Key-Query-Value Projection
The three learned linear projections (Query, Key, Value) that transform input representations into the distinct roles required for scaled dot-product attention.
type: component title: "Key-Query-Value Projection" tags: ["attention", "transformer", "component", "projection"] part_of: ["Transformer"] created: 2025-01-01
Key-Query-Value Projection
Purpose
The Key-Query-Value (KQV) projection transforms input token representations into three distinct roles — Query, Key, and Value — that are used in the Self-Attention computation. These projections enable the attention mechanism to separate "what to look for" (Query), "what to match against" (Key), and "what to return" (Value).
Inputs and Outputs
- Input: Token embedding or hidden state matrix $X \in \mathbb{R}^{n \times d_{\text{model}}}$.
- Outputs:
- $Q = X W^Q \in \mathbb{R}^{n \times d_k}$ — Query matrix
- $K = X W^K \in \mathbb{R}^{n \times d_k}$ — Key matrix
- $V = X W^V \in \mathbb{R}^{n \times d_v}$ — Value matrix
- In the base Transformer: $d_k = d_v = 64$ per head, $d_{\text{model}} = 512$.
Implementation
# Simplified pseudocode for a single attention head
def kqv_projection(X, W_Q, W_K, W_V):
# X: (seq_len, d_model)
# W_Q, W_K, W_V: (d_model, d_k)
Q = X @ W_Q # (seq_len, d_k)
K = X @ W_K # (seq_len, d_k)
V = X @ W_V # (seq_len, d_v)
return Q, K, V
For Multi-Head Attention, each head maintains its own independent set of weight matrices $W^Q_i$, $W^K_i$, $W^V_i$, trained to project into different subspaces.

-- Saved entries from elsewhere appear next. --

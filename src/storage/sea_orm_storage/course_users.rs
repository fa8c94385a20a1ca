//! 选课注册存储操作
//!
//! 团队切换是多步序列（脱离旧团队、清理空团队、找到或创建新团队、挂新团队），
//! 必须整体落在一个事务里，避免中途失败留下悬空状态。

use super::SeaOrmStorage;
use crate::entity::course_users::{
    ActiveModel, Column, Entity as CourseUsers, Model as CourseUserModel,
};
use crate::entity::teams::{
    ActiveModel as TeamActiveModel, Column as TeamColumn, Entity as Teams,
};
use crate::entity::users::Column as UserColumn;
use crate::errors::{GamiSystemError, Result};
use crate::models::{
    PaginationInfo,
    course_users::{
        entities::{CourseRole, CourseUser},
        requests::{CourseUserQuery, UpdateCourseUserRequest},
        responses::CourseUserListResponse,
    },
};
use crate::utils::escape_like_pattern;
use sea_orm::{
    ActiveModelTrait, ColumnTrait, DatabaseTransaction, EntityTrait, JoinType, PaginatorTrait,
    QueryFilter, QueryOrder, QuerySelect, RelationTrait, Set, TransactionTrait,
};

impl SeaOrmStorage {
    /// 用户加入课程
    pub async fn join_course_impl(
        &self,
        user_id: i64,
        course_id: i64,
        role: CourseRole,
    ) -> Result<CourseUser> {
        let now = chrono::Utc::now().timestamp();

        let model = ActiveModel {
            course_id: Set(course_id),
            user_id: Set(user_id),
            role: Set(role.to_string()),
            points: Set(0.0),
            team_id: Set(None),
            joined_at: Set(now),
            updated_at: Set(now),
            ..Default::default()
        };

        let result = model
            .insert(&self.db)
            .await
            .map_err(|e| GamiSystemError::database_operation(format!("加入课程失败: {e}")))?;

        Ok(result.into_course_user())
    }

    /// 用户退出课程
    pub async fn leave_course_impl(&self, user_id: i64, course_id: i64) -> Result<bool> {
        let txn = self
            .db
            .begin()
            .await
            .map_err(|e| GamiSystemError::database_operation(format!("开启事务失败: {e}")))?;

        let existing = CourseUsers::find()
            .filter(Column::UserId.eq(user_id))
            .filter(Column::CourseId.eq(course_id))
            .one(&txn)
            .await
            .map_err(|e| GamiSystemError::database_operation(format!("查询注册失败: {e}")))?;

        let Some(course_user) = existing else {
            txn.rollback()
                .await
                .map_err(|e| GamiSystemError::database_operation(format!("回滚事务失败: {e}")))?;
            return Ok(false);
        };

        let old_team_id = course_user.team_id;
        let course_user_id = course_user.id;

        CourseUsers::delete_by_id(course_user_id)
            .exec(&txn)
            .await
            .map_err(|e| GamiSystemError::database_operation(format!("删除注册失败: {e}")))?;

        // 注册删除后团队可能空了，顺手清理
        if let Some(team_id) = old_team_id {
            Self::drop_team_if_empty(&txn, team_id).await?;
        }

        txn.commit()
            .await
            .map_err(|e| GamiSystemError::database_operation(format!("提交事务失败: {e}")))?;

        Ok(true)
    }

    /// 更新注册信息（角色变更、团队切换）
    pub async fn update_course_user_impl(
        &self,
        course_id: i64,
        course_user_id: i64,
        update_data: UpdateCourseUserRequest,
    ) -> Result<Option<CourseUser>> {
        let txn = self
            .db
            .begin()
            .await
            .map_err(|e| GamiSystemError::database_operation(format!("开启事务失败: {e}")))?;

        let existing = CourseUsers::find_by_id(course_user_id)
            .filter(Column::CourseId.eq(course_id))
            .one(&txn)
            .await
            .map_err(|e| GamiSystemError::database_operation(format!("查询注册失败: {e}")))?;

        let Some(course_user) = existing else {
            txn.rollback()
                .await
                .map_err(|e| GamiSystemError::database_operation(format!("回滚事务失败: {e}")))?;
            return Ok(None);
        };

        let now = chrono::Utc::now().timestamp();
        let old_team_id = course_user.team_id;

        let mut model = ActiveModel {
            id: Set(course_user_id),
            updated_at: Set(now),
            ..Default::default()
        };

        if let Some(role) = update_data.role {
            model.role = Set(role.to_string());
        }

        if let Some(team_name) = update_data.team_name {
            // 脱离旧团队 -> 清理空团队 -> 找到或创建新团队 -> 挂新团队
            let new_team_id = if team_name.trim().is_empty() {
                None
            } else {
                Some(Self::find_or_create_team(&txn, course_id, team_name.trim(), now).await?)
            };
            model.team_id = Set(new_team_id);

            model
                .update(&txn)
                .await
                .map_err(|e| GamiSystemError::database_operation(format!("更新注册失败: {e}")))?;

            if let Some(team_id) = old_team_id
                && Some(team_id) != new_team_id
            {
                Self::drop_team_if_empty(&txn, team_id).await?;
            }
        } else {
            model
                .update(&txn)
                .await
                .map_err(|e| GamiSystemError::database_operation(format!("更新注册失败: {e}")))?;
        }

        let updated = CourseUsers::find_by_id(course_user_id)
            .one(&txn)
            .await
            .map_err(|e| GamiSystemError::database_operation(format!("查询注册失败: {e}")))?;

        txn.commit()
            .await
            .map_err(|e| GamiSystemError::database_operation(format!("提交事务失败: {e}")))?;

        Ok(updated.map(CourseUserModel::into_course_user))
    }

    /// 按名称查找团队，不存在则创建
    async fn find_or_create_team(
        txn: &DatabaseTransaction,
        course_id: i64,
        team_name: &str,
        now: i64,
    ) -> Result<i64> {
        let existing = Teams::find()
            .filter(TeamColumn::CourseId.eq(course_id))
            .filter(TeamColumn::TeamName.eq(team_name))
            .one(txn)
            .await
            .map_err(|e| GamiSystemError::database_operation(format!("查询团队失败: {e}")))?;

        if let Some(team) = existing {
            return Ok(team.id);
        }

        let team = TeamActiveModel {
            course_id: Set(course_id),
            team_name: Set(team_name.to_string()),
            created_at: Set(now),
            ..Default::default()
        };

        let result = team
            .insert(txn)
            .await
            .map_err(|e| GamiSystemError::database_operation(format!("创建团队失败: {e}")))?;

        Ok(result.id)
    }

    /// 团队没有成员时删除
    async fn drop_team_if_empty(txn: &DatabaseTransaction, team_id: i64) -> Result<()> {
        let members = CourseUsers::find()
            .filter(Column::TeamId.eq(team_id))
            .count(txn)
            .await
            .map_err(|e| GamiSystemError::database_operation(format!("统计团队成员失败: {e}")))?;

        if members == 0 {
            Teams::delete_by_id(team_id)
                .exec(txn)
                .await
                .map_err(|e| GamiSystemError::database_operation(format!("删除团队失败: {e}")))?;
        }

        Ok(())
    }

    /// 分页列出课程内注册
    pub async fn list_course_users_with_pagination_impl(
        &self,
        course_id: i64,
        query: CourseUserQuery,
    ) -> Result<CourseUserListResponse> {
        let page = query.page.unwrap_or(1).max(1) as u64;
        let size = query.size.unwrap_or(10).clamp(1, 100) as u64;

        let mut select = CourseUsers::find().filter(Column::CourseId.eq(course_id));

        // 搜索条件（按用户名）
        if let Some(ref search) = query.search
            && !search.trim().is_empty()
        {
            let escaped = escape_like_pattern(search.trim());
            select = select
                .join(
                    JoinType::InnerJoin,
                    crate::entity::course_users::Relation::User.def(),
                )
                .filter(UserColumn::Username.contains(&escaped));
        }

        // 排序
        select = select.order_by_desc(Column::JoinedAt);

        // 分页查询
        let paginator = select.paginate(&self.db, size);
        let total = paginator
            .num_items()
            .await
            .map_err(|e| GamiSystemError::database_operation(format!("查询注册总数失败: {e}")))?;

        let pages = paginator
            .num_pages()
            .await
            .map_err(|e| GamiSystemError::database_operation(format!("查询注册页数失败: {e}")))?;

        let course_users = paginator
            .fetch_page(page - 1)
            .await
            .map_err(|e| GamiSystemError::database_operation(format!("查询注册列表失败: {e}")))?;

        Ok(CourseUserListResponse {
            items: course_users
                .into_iter()
                .map(|m| m.into_course_user())
                .collect(),
            pagination: PaginationInfo::new(page, size, total, pages),
        })
    }

    /// 获取用户在课程中的注册信息
    pub async fn get_course_user_by_user_id_and_course_id_impl(
        &self,
        user_id: i64,
        course_id: i64,
    ) -> Result<Option<CourseUser>> {
        let result = CourseUsers::find()
            .filter(Column::UserId.eq(user_id))
            .filter(Column::CourseId.eq(course_id))
            .one(&self.db)
            .await
            .map_err(|e| GamiSystemError::database_operation(format!("查询注册失败: {e}")))?;

        Ok(result.map(|m| m.into_course_user()))
    }

    /// 通过注册 ID 获取注册信息
    pub async fn get_course_user_by_id_impl(
        &self,
        course_user_id: i64,
    ) -> Result<Option<CourseUser>> {
        let result = CourseUsers::find_by_id(course_user_id)
            .one(&self.db)
            .await
            .map_err(|e| GamiSystemError::database_operation(format!("查询注册失败: {e}")))?;

        Ok(result.map(|m| m.into_course_user()))
    }

    /// 给注册加经验值
    pub async fn add_points_to_course_user_impl(
        &self,
        course_user_id: i64,
        points: f64,
    ) -> Result<bool> {
        let existing = CourseUsers::find_by_id(course_user_id)
            .one(&self.db)
            .await
            .map_err(|e| GamiSystemError::database_operation(format!("查询注册失败: {e}")))?;

        let Some(course_user) = existing else {
            return Ok(false);
        };

        let now = chrono::Utc::now().timestamp();
        let model = ActiveModel {
            id: Set(course_user_id),
            points: Set(course_user.points + points),
            updated_at: Set(now),
            ..Default::default()
        };

        model
            .update(&self.db)
            .await
            .map_err(|e| GamiSystemError::database_operation(format!("更新经验值失败: {e}")))?;

        Ok(true)
    }
}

Design Choices and Hyperparameters
- Projection dimension ($d_k$, $d_v$): Set to $d_{\text{model}} / h$ in the original paper to keep total computation roughly constant regardless of head count.
- Separate projections for Q, K, V: The asymmetry between Query and Key allows the model to learn different matching criteria than retrieval criteria. Using the same projection for Q and K would constrain attention to be symmetric.
- No activation function: The projections are purely linear. Non-linearity enters through the softmax and the downstream Feed-Forward Network.
Related Concepts
- Self-Attention — uses Q, K, V to compute attention weights and output representations.
- Softmax Temperature — the scaling by $\sqrt{d_k}$ in the attention formula compensates for the growth in dot product magnitude with larger projection dimensions.
Notes
- The Query/Key/Value framing is an analogy to information retrieval: a query is matched against keys to retrieve associated values.
- The value projection $W^V$ and the output projection $W^O$ in Multi-Head Attention together function as a low-rank decomposition of a single larger projection; this has been exploited in compression techniques like LoRA adapters.